If you haven’t already heard, RED Digital Cinema has announced that they will be offering a paid camera upgrade (called Weapon) to all Dragon owners starting at NAB in April. While a lot of details have yet to be revealed, what we do know so far is that Weapon is a camera body upgrade – not a sensor upgrade, but it will still likely improve overall image quality in addition to adding functionality to the camera body itself.

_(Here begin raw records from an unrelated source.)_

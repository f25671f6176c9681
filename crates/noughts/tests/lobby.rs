//! Scenario tests for the lobby: whole conversations between peers and the
//! dispatcher, without sockets.

use std::net::SocketAddr;
use std::time::{Duration, Instant};

use noughts::prelude::*;
use noughts_room::RoomRegistry;
use noughts_session::{SessionConfig, SessionRegistry};

// =========================================================================
// Helpers
// =========================================================================

fn alice() -> PeerId {
    PeerId(SocketAddr::from(([10, 0, 0, 1], 5000)))
}

fn bob() -> PeerId {
    PeerId(SocketAddr::from(([10, 0, 0, 2], 5000)))
}

fn carol() -> PeerId {
    PeerId(SocketAddr::from(([10, 0, 0, 3], 5000)))
}

fn join(name: &str) -> Command {
    Command::Join {
        name: PlayerName::from_str_padded(name),
    }
}

/// Responses addressed to `peer`, in order.
fn to(out: &[Outbound], peer: PeerId) -> Vec<Response> {
    out.iter()
        .filter(|o| o.to == peer)
        .map(|o| o.response.clone())
        .collect()
}

fn game_state(out: &[Outbound], peer: PeerId) -> (bool, [CellCode; 9]) {
    to(out, peer)
        .into_iter()
        .find_map(|r| match r {
            Response::GameState { your_turn, cells } => Some((your_turn, cells)),
            _ => None,
        })
        .expect("expected a GAME_STATE")
}

fn announced(out: &[Outbound], peer: PeerId) -> Option<Vec<RoomId>> {
    to(out, peer).into_iter().rev().find_map(|r| match r {
        Response::AnnounceRooms(ids) => Some(ids),
        _ => None,
    })
}

// =========================================================================
// Full match
// =========================================================================

#[test]
fn test_alice_beats_bob_on_middle_row() {
    let now = Instant::now();
    let mut lobby = Lobby::default();

    let out = lobby.handle_command(alice(), join("Alice"), now);
    assert_eq!(to(&out, alice())[0], Response::Ok);
    let out = lobby.handle_command(alice(), Command::CreateRoom, now);
    assert_eq!(to(&out, alice()), vec![Response::RoomCreated(RoomId(1))]);

    let out = lobby.handle_command(bob(), join("Bob"), now);
    assert_eq!(
        to(&out, bob()),
        vec![Response::Ok, Response::AnnounceRooms(vec![RoomId(1)])]
    );

    let out = lobby.handle_command(bob(), Command::Challenge { room_id: RoomId(1) }, now);
    assert_eq!(to(&out, bob())[0], Response::Ok);
    assert_eq!(to(&out, alice())[0], Response::Ok);
    assert!(game_state(&out, alice()).0, "owner moves first");
    assert!(!game_state(&out, bob()).0);

    let out = lobby.handle_command(alice(), Command::Move { cell: 4 }, now);
    let (alice_turn, cells) = game_state(&out, alice());
    assert!(!alice_turn);
    assert!(game_state(&out, bob()).0);
    assert_eq!(cells[4], CellCode::Owner);

    let out = lobby.handle_command(bob(), Command::Move { cell: 0 }, now);
    let (_, cells) = game_state(&out, bob());
    assert_eq!(cells[0], CellCode::Challenger);
    assert!(game_state(&out, alice()).0);

    lobby.handle_command(alice(), Command::Move { cell: 3 }, now);
    lobby.handle_command(bob(), Command::Move { cell: 8 }, now);
    let out = lobby.handle_command(alice(), Command::Move { cell: 5 }, now);

    let (_, cells) = game_state(&out, alice());
    assert_eq!(&cells[3..6], &[CellCode::Owner; 3]);
    let closing = Response::RoomClosing(RoomId(1));
    assert!(to(&out, alice()).contains(&closing));
    assert!(to(&out, bob()).contains(&closing));

    // Both are back in the lobby and the room is gone from announcements.
    assert_eq!(announced(&out, alice()), Some(vec![]));
    assert_eq!(announced(&out, bob()), Some(vec![]));
    assert!(lobby.rooms().is_empty());
    let nothing_open = Response::AnnounceRooms(vec![]);
    assert!(lobby.announce().iter().all(|o| o.response == nothing_open));
}

#[test]
fn test_players_can_start_a_new_room_after_a_match() {
    let now = Instant::now();
    let mut lobby = Lobby::default();
    lobby.handle_command(alice(), join("Alice"), now);
    lobby.handle_command(bob(), join("Bob"), now);
    lobby.handle_command(alice(), Command::CreateRoom, now);
    lobby.handle_command(bob(), Command::Challenge { room_id: RoomId(1) }, now);
    for (peer, cell) in [(alice(), 0), (bob(), 3), (alice(), 1), (bob(), 4), (alice(), 2)] {
        lobby.handle_command(peer, Command::Move { cell }, now);
    }
    assert!(lobby.rooms().is_empty());

    let out = lobby.handle_command(bob(), Command::CreateRoom, now);
    assert_eq!(to(&out, bob()), vec![Response::RoomCreated(RoomId(2))]);
    assert_eq!(announced(&out, alice()), Some(vec![RoomId(2)]));
}

// =========================================================================
// Rejections
// =========================================================================

#[test]
fn test_challenge_unknown_room_negated_and_state_unchanged() {
    let now = Instant::now();
    let mut lobby = Lobby::default();
    lobby.handle_command(alice(), join("Alice"), now);
    lobby.handle_command(alice(), Command::CreateRoom, now);
    lobby.handle_command(bob(), join("Bob"), now);

    let out = lobby.handle_command(bob(), Command::Challenge { room_id: RoomId(99) }, now);

    assert_eq!(out, vec![Outbound::new(bob(), Response::Negated)]);
    assert_eq!(lobby.sessions().len(), 2);
    assert_eq!(lobby.rooms().len(), 1);
    assert_eq!(lobby.rooms().open_room_ids(), vec![RoomId(1)]);
    assert_eq!(lobby.sessions().get(bob()).unwrap().room, None);
}

#[test]
fn test_challenge_from_unknown_peer_negated() {
    let now = Instant::now();
    let mut lobby = Lobby::default();
    lobby.handle_command(alice(), join("Alice"), now);
    lobby.handle_command(alice(), Command::CreateRoom, now);

    let out = lobby.handle_command(carol(), Command::Challenge { room_id: RoomId(1) }, now);
    assert_eq!(out, vec![Outbound::new(carol(), Response::Negated)]);
    assert_eq!(lobby.rooms().open_room_ids(), vec![RoomId(1)]);
}

#[test]
fn test_move_outside_any_room_is_ignored() {
    let now = Instant::now();
    let mut lobby = Lobby::default();
    lobby.handle_command(alice(), join("Alice"), now);
    let out = lobby.handle_command(alice(), Command::Move { cell: 4 }, now);
    assert!(out.is_empty());
}

// =========================================================================
// Departures
// =========================================================================

#[test]
fn test_owner_quits_mid_game() {
    let now = Instant::now();
    let mut lobby = Lobby::default();
    lobby.handle_command(alice(), join("Alice"), now);
    lobby.handle_command(alice(), Command::CreateRoom, now);
    lobby.handle_command(bob(), join("Bob"), now);
    lobby.handle_command(bob(), Command::Challenge { room_id: RoomId(1) }, now);
    lobby.handle_command(alice(), Command::Move { cell: 4 }, now);

    let out = lobby.handle_command(alice(), Command::Quit, now);

    assert_eq!(
        to(&out, bob()),
        vec![Response::RoomClosing(RoomId(1)), Response::AnnounceRooms(vec![])]
    );
    assert_eq!(
        to(&out, alice()),
        vec![Response::RoomDestroyed(RoomId(1)), Response::Kick]
    );
    assert!(lobby.rooms().get(RoomId(1)).is_none());
    assert_eq!(lobby.sessions().get(bob()).unwrap().room, None);
    assert!(lobby.sessions().get(alice()).is_none());
}

#[test]
fn test_challenger_quits_and_owner_waits_again() {
    let now = Instant::now();
    let mut lobby = Lobby::default();
    lobby.handle_command(alice(), join("Alice"), now);
    lobby.handle_command(alice(), Command::CreateRoom, now);
    lobby.handle_command(bob(), join("Bob"), now);
    lobby.handle_command(carol(), join("Carol"), now);
    lobby.handle_command(bob(), Command::Challenge { room_id: RoomId(1) }, now);
    lobby.handle_command(alice(), Command::Move { cell: 4 }, now);

    let out = lobby.handle_command(bob(), Command::Quit, now);
    assert_eq!(to(&out, alice()), vec![Response::RoomClosing(RoomId(1))]);
    assert_eq!(announced(&out, carol()), Some(vec![RoomId(1)]));

    // The reopened room has a clean board and accepts a new challenger.
    let out = lobby.handle_command(carol(), Command::Challenge { room_id: RoomId(1) }, now);
    let (alice_turn, cells) = game_state(&out, alice());
    assert!(alice_turn);
    assert_eq!(cells, [CellCode::Empty; 9]);
}

#[test]
fn test_rejoin_after_duplicate_join_gets_fresh_identity() {
    let now = Instant::now();
    let mut lobby = Lobby::default();
    lobby.handle_command(alice(), join("Alice"), now);
    let first_id = lobby.sessions().get(alice()).unwrap().id;

    let out = lobby.handle_command(alice(), join("Alice"), now);
    assert_eq!(to(&out, alice()), vec![Response::Kick, Response::Negated]);

    let out = lobby.handle_command(alice(), join("Alice"), now);
    assert_eq!(to(&out, alice())[0], Response::Ok);
    assert_ne!(lobby.sessions().get(alice()).unwrap().id, first_id);
}

// =========================================================================
// Liveness
// =========================================================================

#[test]
fn test_silent_owner_evicted_and_room_unannounced() {
    let start = Instant::now();
    let config = ServerConfig {
        liveness_timeout_secs: 120,
        ..ServerConfig::default()
    };
    let mut lobby = Lobby::from_config(&config);
    lobby.handle_command(alice(), join("Alice"), start);
    lobby.handle_command(alice(), Command::CreateRoom, start);
    lobby.handle_command(bob(), join("Bob"), start + Duration::from_secs(60));

    assert_eq!(announced(&lobby.announce(), bob()), Some(vec![RoomId(1)]));

    let mut scheduler = Scheduler::new(config.announce_interval(), start);
    let out = scheduler.run_due(&mut lobby, start + Duration::from_secs(121));

    assert!(to(&out, alice()).contains(&Response::Kick));
    assert!(lobby.sessions().get(alice()).is_none());
    assert!(lobby.rooms().is_empty());
    assert_eq!(announced(&out, bob()), Some(vec![]));
}

#[test]
fn test_liveness_uses_configured_timeout() {
    let start = Instant::now();
    let mut lobby = Lobby::new(
        SessionRegistry::new(SessionConfig {
            liveness_timeout: Duration::from_secs(3),
        }),
        RoomRegistry::default(),
    );
    lobby.handle_command(alice(), join("Alice"), start);

    assert!(lobby.sweep(start + Duration::from_secs(3)).is_empty());
    assert_eq!(
        lobby.sweep(start + Duration::from_secs(4)),
        vec![Outbound::new(alice(), Response::Kick)]
    );
}

#[test]
fn test_zero_liveness_timeout_does_not_evict_fresh_player() {
    let start = Instant::now();
    let config = ServerConfig {
        liveness_timeout_secs: 0,
        ..ServerConfig::default()
    }
    .validated();
    let mut lobby = Lobby::from_config(&config);
    lobby.handle_command(alice(), join("Alice"), start);

    assert!(lobby.sweep(start + Duration::from_millis(1)).is_empty());
    assert_eq!(lobby.sessions().len(), 1);
    assert_eq!(
        lobby.sweep(start + Duration::from_secs(2)),
        vec![Outbound::new(alice(), Response::Kick)]
    );
}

RED has always been pretty good about offering an upgrade path to owners of their cameras. In the past, if you owned let’s say a Scarlet MX you would be able to send in your camera and upgrade it to a Scarlet Dragon without having to buy an entirely new camera. This has generally been a good thing as it meant that your investment in a RED camera would have more longevity if you chose to stick with the brand. The issue for many users though, is that the updates are coming so frequently (and at such a high cost), that it is becoming very difficult and extremely costly to keep up with the technology.
The Real Cost Of RED
If you had bought a RED Scarlet MX (the lowest cost RED camera) in the first half of last year and wanted to keep up with the new technology, you would be paying to upgrade the camera twice in less than a year. First from MX to Dragon, and then from Dragon to Weapon. When you factor in the upgrade costs (currently it’s $9500 to go from MX to Dragon) on top of the original price of the camera, not to mention the extremely expensive accessories, you potentially could have just invested in an Arri Amira. That’s a tough pill to swallow when you consider you are left with a Scarlet at the end of the day…

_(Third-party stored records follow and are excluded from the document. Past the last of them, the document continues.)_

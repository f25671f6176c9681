//! Room registry: creates, tracks, and deletes rooms.

use std::collections::BTreeMap;

use noughts_protocol::{PeerId, PlayerId, RoomId};

use crate::{Game, MoveError, Outcome, RoomConfig, RoomError, RoomState};

/// A game plus the addresses needed to reach its participants.
#[derive(Debug, Clone)]
pub struct Room {
    id: RoomId,
    owner_peer: PeerId,
    challenger_peer: Option<PeerId>,
    game: Game,
}

impl Room {
    fn new(id: RoomId, owner: PlayerId, owner_peer: PeerId) -> Self {
        Self {
            id,
            owner_peer,
            challenger_peer: None,
            game: Game::new(owner),
        }
    }

    pub fn id(&self) -> RoomId {
        self.id
    }

    pub fn owner_peer(&self) -> PeerId {
        self.owner_peer
    }

    pub fn challenger_peer(&self) -> Option<PeerId> {
        self.challenger_peer
    }

    /// Read-only view of the board and seats.
    pub fn game(&self) -> &Game {
        &self.game
    }

    pub fn state(&self) -> RoomState {
        self.game.state()
    }

    pub fn is_door_open(&self) -> bool {
        self.game.is_door_open()
    }

    /// Seated players and their addresses, owner first.
    pub fn participants(&self) -> Vec<(PlayerId, PeerId)> {
        let owner = (self.game.owner(), self.owner_peer);
        let challenger = self.game.challenger().zip(self.challenger_peer);
        std::iter::once(owner).chain(challenger).collect()
    }

    /// Seats `player` (reachable at `peer`) as the challenger.
    pub fn seat_challenger(&mut self, player: PlayerId, peer: PeerId) -> Result<(), RoomError> {
        self.game.seat_challenger(self.id, player)?;
        self.challenger_peer = Some(peer);
        tracing::info!(room_id = %self.id, %player, state = %self.state(), "challenger seated");
        Ok(())
    }

    pub fn make_move(&mut self, player: PlayerId, cell: u32) -> Result<Outcome, MoveError> {
        let outcome = self.game.make_move(player, cell)?;
        if self.state().is_terminal() {
            tracing::debug!(room_id = %self.id, state = %self.state(), "game over");
        }
        Ok(outcome)
    }

    /// Drops the challenger and reopens the door for a new one.
    pub fn reopen(&mut self) {
        self.game.reset();
        self.challenger_peer = None;
        tracing::info!(room_id = %self.id, state = %self.state(), "room reopened");
    }
}

/// Owns every room, keyed by id.
///
/// Ids come from a counter that starts at 1 and never goes backwards, so
/// an id is never reused while the registry lives. Iteration order is
/// ascending id, which makes announcements deterministic.
#[derive(Debug)]
pub struct RoomRegistry {
    rooms: BTreeMap<RoomId, Room>,
    next_room_id: u32,
    config: RoomConfig,
}

impl Default for RoomRegistry {
    fn default() -> Self {
        Self::new(RoomConfig::default())
    }
}

impl RoomRegistry {
    pub fn new(config: RoomConfig) -> Self {
        Self {
            rooms: BTreeMap::new(),
            next_room_id: 1,
            config: config.validated(),
        }
    }

    /// Creates a room owned by `owner` and returns its id.
    ///
    /// # Errors
    /// - [`RoomError::AlreadyInRoom`] if `owner` already owns or occupies
    ///   a room.
    /// - [`RoomError::AtCapacity`] if the registry is full.
    pub fn create(&mut self, owner: PlayerId, owner_peer: PeerId) -> Result<RoomId, RoomError> {
        if let Some(current) = self.room_of(owner) {
            return Err(RoomError::AlreadyInRoom(owner, current));
        }
        if self.rooms.len() >= self.config.max_rooms {
            return Err(RoomError::AtCapacity(self.config.max_rooms));
        }

        let room_id = RoomId(self.next_room_id);
        self.next_room_id += 1;
        self.rooms
            .insert(room_id, Room::new(room_id, owner, owner_peer));
        tracing::info!(%room_id, %owner, "room created");
        Ok(room_id)
    }

    pub fn get(&self, room_id: RoomId) -> Option<&Room> {
        self.rooms.get(&room_id)
    }

    pub fn get_mut(&mut self, room_id: RoomId) -> Option<&mut Room> {
        self.rooms.get_mut(&room_id)
    }

    /// Deletes a room and hands it back.
    pub fn remove(&mut self, room_id: RoomId) -> Result<Room, RoomError> {
        let room = self
            .rooms
            .remove(&room_id)
            .ok_or(RoomError::NotFound(room_id))?;
        tracing::info!(%room_id, "room destroyed");
        Ok(room)
    }

    /// The room `player` owns or challenges, if any.
    pub fn room_of(&self, player: PlayerId) -> Option<RoomId> {
        self.rooms
            .values()
            .find(|room| room.game.is_participant(player))
            .map(Room::id)
    }

    /// Ids of rooms accepting a challenger, ascending.
    pub fn open_room_ids(&self) -> Vec<RoomId> {
        self.rooms
            .values()
            .filter(|room| room.is_door_open())
            .map(Room::id)
            .collect()
    }

    pub fn len(&self) -> usize {
        self.rooms.len()
    }

    pub fn is_empty(&self) -> bool {
        self.rooms.is_empty()
    }

    /// Maximum number of rooms that may exist at once.
    pub fn capacity(&self) -> usize {
        self.config.max_rooms
    }
}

It’s not that RED shouldn’t be pushing their technology forward, but the way in which their upgrades are structured and priced often end up polarizing their customers. Right now, many users are upset that they will need to upgrade their MX sensors to Dragon before NAB (which is a month and a half away) in order to take advantage of a reduced upgrade price on the Weapon. If they are unable to do so, they can upgrade to Dragon later (and then upgrade to Weapon after the fact) but the cost will be much higher and the wait time to get their camera will increase substantially. Considering Weapon was only announced a few days ago, that leaves current MX users with a very short timeline to decide what to do. On top of that, the Weapon ‘announcement’ didn’t really reveal any concrete details on what users would be getting with the upgrade, which makes it even more challenging to decide what to do.
What Is Weapon?
As I stated above, all we really know so far is that Weapon will be a body upgrade – not a sensor upgrade. In other words, if you already have a Dragon you will be able to re-house it in a Weapon body, which theoretically could improve the performance of the camera while also adding some new functionality to the camera itself. The dynamic range in particular may improve as the hardware in the Epic body supposedly limited the sensor performance to some degree… So even though this is a body upgrade, the performance of the camera will certainly be improved as well.
I don’t doubt that the Weapon will be a great camera. I’m sure that performance, image quality and it’s overall feature set will offer a nice improvement over it’s predecessor – but to many that’s not enough. Personally speaking, I’ve always preferred Arri’s slow and steady business model with regards to their cameras. Yes, they cost quite a bit more money right off the bat, but they also stay relevant for longer. If you had invested in the original Arri Alexa, it would still be nearly as relevant today as it was on day one. Not to mention it’s resale value would stay relatively high. On the other hand, if you invested in the original RED camera – the ONE, it would feel quite outdated today, and you’d get a lot less for it when trying to resell it. That’s not to say the RED ONE wasn’t a great camera… In fact I think it was the best camera RED has ever made in a lot of ways. But it does go to show that the lifecycle of a RED can be shorter than an Alexa, and in the end the cost balances out.
What I Want To See From Red
Right now it feels like RED is fighting an uphill battle with Arri, attempting to compete for the extremely high end market. There’s no denying that RED is producing some really great cameras that are being used on professional productions day in and day out – but they are still the runner up for the very high end. The vast majority of Hollywood level productions (shooting digitally) are opting to go with Arri, and it seems that RED is aggressively trying to eat into their marketshare. What I would love to see them do however, is cater more to their existing market: the mid level production.
Right now RED has found a sweet spot with mid level productions and filmmakers. Productions that have a big enough budget that they don’t need to shoot on Blackmagic’s or DSLR’s but can’t quite afford an Alexa usually are benefitting most from RED. This is why so many music videos, indie films, commercials, and other mid level productions are shot with Scarlets, Epics and Dragons. Their cameras fill a void in the marketplace, and in my opinion RED should keep focusing on that market.
What I would like to see from RED is simple – better pricing. Granted, their prices have dropped over the years, but then again so have everyone else’s. I want to see an affordable all in one solution from RED (like a Scarlet but without the need for all of the accessories), and more competitive upgrade pricing. If they can keep delivering great image quality, but maintain a lower cost on their gear, then they will have me as a customer. But if it’s going to cost me just as much in the long run to buy and maintain a RED camera as it would to get an Alexa… I’m going to have to go with Arri.